Le Mans introduced hybrids for much the same reasons (as well as to stimulate technological development) and the cars have just gotten faster and faster. It's worth pointing out that Jani's lap time bears comparison with lap speeds from the late eighties and early nineties, when the cars were regularly approaching 400kmh top speeds. That Porsche 919 hybrid might be frugal and high-tech, but it's packing some serious old-school speed.

And it's up against a plethora of opposition. Audi's diesel-hybrid R18 TDI, Toyota's petrol-electric hybrid TS040 V8 and Nissan's barmy LM GTR Nismo hybrid. It's worth pointing out that the Audi uses a mechanical flywheel hybrid (as does the Nissan), while Porsche uses batteries and Toyota uses super-capacitors. Oh, and the Nissan is front-wheel-drive. That's the genius of Le Mans – careful tweaking of the rules to allow close competition and encourage technological diversity, but without allowing any one team a massive advantage. Yes, Audi has dominated Le Mans in terms of wins for the past decade and a half, but much of that has been down to sporting nous and good luck, not technical dominance.
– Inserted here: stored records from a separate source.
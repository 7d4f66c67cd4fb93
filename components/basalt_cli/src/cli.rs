//! Command-line arguments

use std::path::PathBuf;

use bytecode_system::BytecodeChunk;
use clap::{Parser, ValueEnum};
use interpreter::VmConfig;

use crate::demos::Demo;
use crate::error::{CliError, CliResult};

/// How the result of a run is printed
#[derive(Debug, Clone, Copy, PartialEq, Eq, Default, ValueEnum)]
pub enum ReportFormat {
    /// The repr of the result, when it is not `None`
    #[default]
    Text,
    /// A JSON document with result, output and JIT events
    Json,
}

/// Basalt bytecode runtime
#[derive(Debug, Parser)]
#[command(name = "basalt", version, about = "Run register bytecode with hot-loop compilation")]
pub struct Cli {
    /// Bytecode file (JSON) to run
    #[arg(short, long, value_name = "FILE", conflicts_with = "demo")]
    pub file: Option<PathBuf>,

    /// Run a built-in demo program
    #[arg(short, long, value_enum)]
    pub demo: Option<Demo>,

    /// Print the disassembly instead of running
    #[arg(long)]
    pub disasm: bool,

    /// Keep every loop interpreted
    #[arg(long)]
    pub no_jit: bool,

    /// Backward branches before a loop is compiled
    #[arg(long, value_name = "COUNT")]
    pub jit_threshold: Option<u32>,

    /// Maximum number of active frames
    #[arg(long, value_name = "DEPTH")]
    pub max_call_depth: Option<usize>,

    /// Echo JIT events to stderr
    #[arg(long)]
    pub trace_jit: bool,

    /// VM configuration file (JSON)
    #[arg(long, value_name = "FILE")]
    pub config: Option<PathBuf>,

    /// Output format of the run report
    #[arg(long, value_enum, default_value_t = ReportFormat::Text)]
    pub report: ReportFormat,

    /// Enable debug logging
    #[arg(short, long)]
    pub verbose: bool,
}

impl Cli {
    /// Effective VM configuration
    ///
    /// Layers, lowest priority first: defaults, `--config`, `BASALT_*`
    /// environment variables, command-line flags.
    pub fn vm_config(&self) -> CliResult<VmConfig> {
        self.vm_config_with(|name| std::env::var(name).ok())
    }

    /// [`Cli::vm_config`] with an explicit environment
    pub fn vm_config_with(&self, env: impl Fn(&str) -> Option<String>) -> CliResult<VmConfig> {
        let mut config = match &self.config {
            Some(path) => {
                let text = read(path)?;
                VmConfig::from_json(&text).map_err(|source| CliError::Format {
                    what: "configuration",
                    path: path.display().to_string(),
                    source,
                })?
            }
            None => VmConfig::default(),
        }
        .with_overrides(env);

        if self.no_jit {
            config = config.with_jit(false);
        }
        if let Some(threshold) = self.jit_threshold {
            config = config.with_threshold(threshold);
        }
        if let Some(depth) = self.max_call_depth {
            config = config.with_max_call_depth(depth);
        }
        if self.trace_jit {
            config = config.with_trace_jit(true);
        }
        if self.report == ReportFormat::Json {
            config = config.with_capture_output(true);
        }
        Ok(config)
    }

    /// The program selected by `--file` or `--demo`
    pub fn program(&self) -> CliResult<BytecodeChunk> {
        match (&self.file, self.demo) {
            (Some(path), _) => load_chunk(path),
            (None, Some(demo)) => Ok(demo.chunk()),
            (None, None) => Err(CliError::NoProgram),
        }
    }
}

fn read(path: &PathBuf) -> CliResult<String> {
    std::fs::read_to_string(path).map_err(|source| CliError::Io {
        path: path.display().to_string(),
        source,
    })
}

/// Read a bytecode chunk serialized as JSON
pub fn load_chunk(path: &PathBuf) -> CliResult<BytecodeChunk> {
    let text = read(path)?;
    BytecodeChunk::from_json(&text).map_err(|source| CliError::Format {
        what: "bytecode",
        path: path.display().to_string(),
        source,
    })
}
What Le Mans has over F1 though is a sense of endeavour. F1 cars run around in circles on mostly deathly dull tracks in the middle east and Asia (the great European circuits are slowly being weeded out as they can’t afford to pay Bernie Ecclestone’s towering fees) for an hour and three quarters and then they pack up and go home. The teams are secretive, the drivers kept separate from the fans.

Le Mans is very different. Scrutineering, the process by where cars car declared eligible to race, still takes place in the city centre of Le Mans, and the public throng their way in. The track has its corporate boxes and hospitality units of course, but it also has camp grounds where you’re likely to see a group of fans who’ve driven down in a ratty old Transit pitching a tent next to another group who’ve come down in priceless vintage Bentleys. In fact, I’ve seen just that.

The drivers and teams are accessible to the public, as is the pitlane before the race, and when the actual race itself kicks off, it’s almost as much of an adventure watching it as it is driving in it – staying awake as long as you can, venturing out into the distant recesses of the massive track – spectating as essayed by Bear Grylls.

That's what F1 has lost – that sense of intrepidity. That feeling of excitement and of passion. F1 has become corporatised and homogenised, but Le Mans still has that whiff of Bentley Boy derring-do, where colossally fast cars whip through the night, their headlights and tail-lights melting in with the stars on the horizon.

There is much talk of F1 getting its house in order. Of new rules, new strategies, new teams, customer cars, cheaper parts and more races. Frankly, I no longer care and I suspect a lot of my fellow racing fans feel the same. Audi, dominant at Le Mans for so long seems to feel the same too, repeatedly shunning F1’s siren song. Long may it do so, I say.

I’ll be there this weekend, parked on the couch in front of Eurosport, matchsticks keeping my eyelids apart to catch the action at 3am. I will love every minute of it. And I won’t think for a second about Formula One.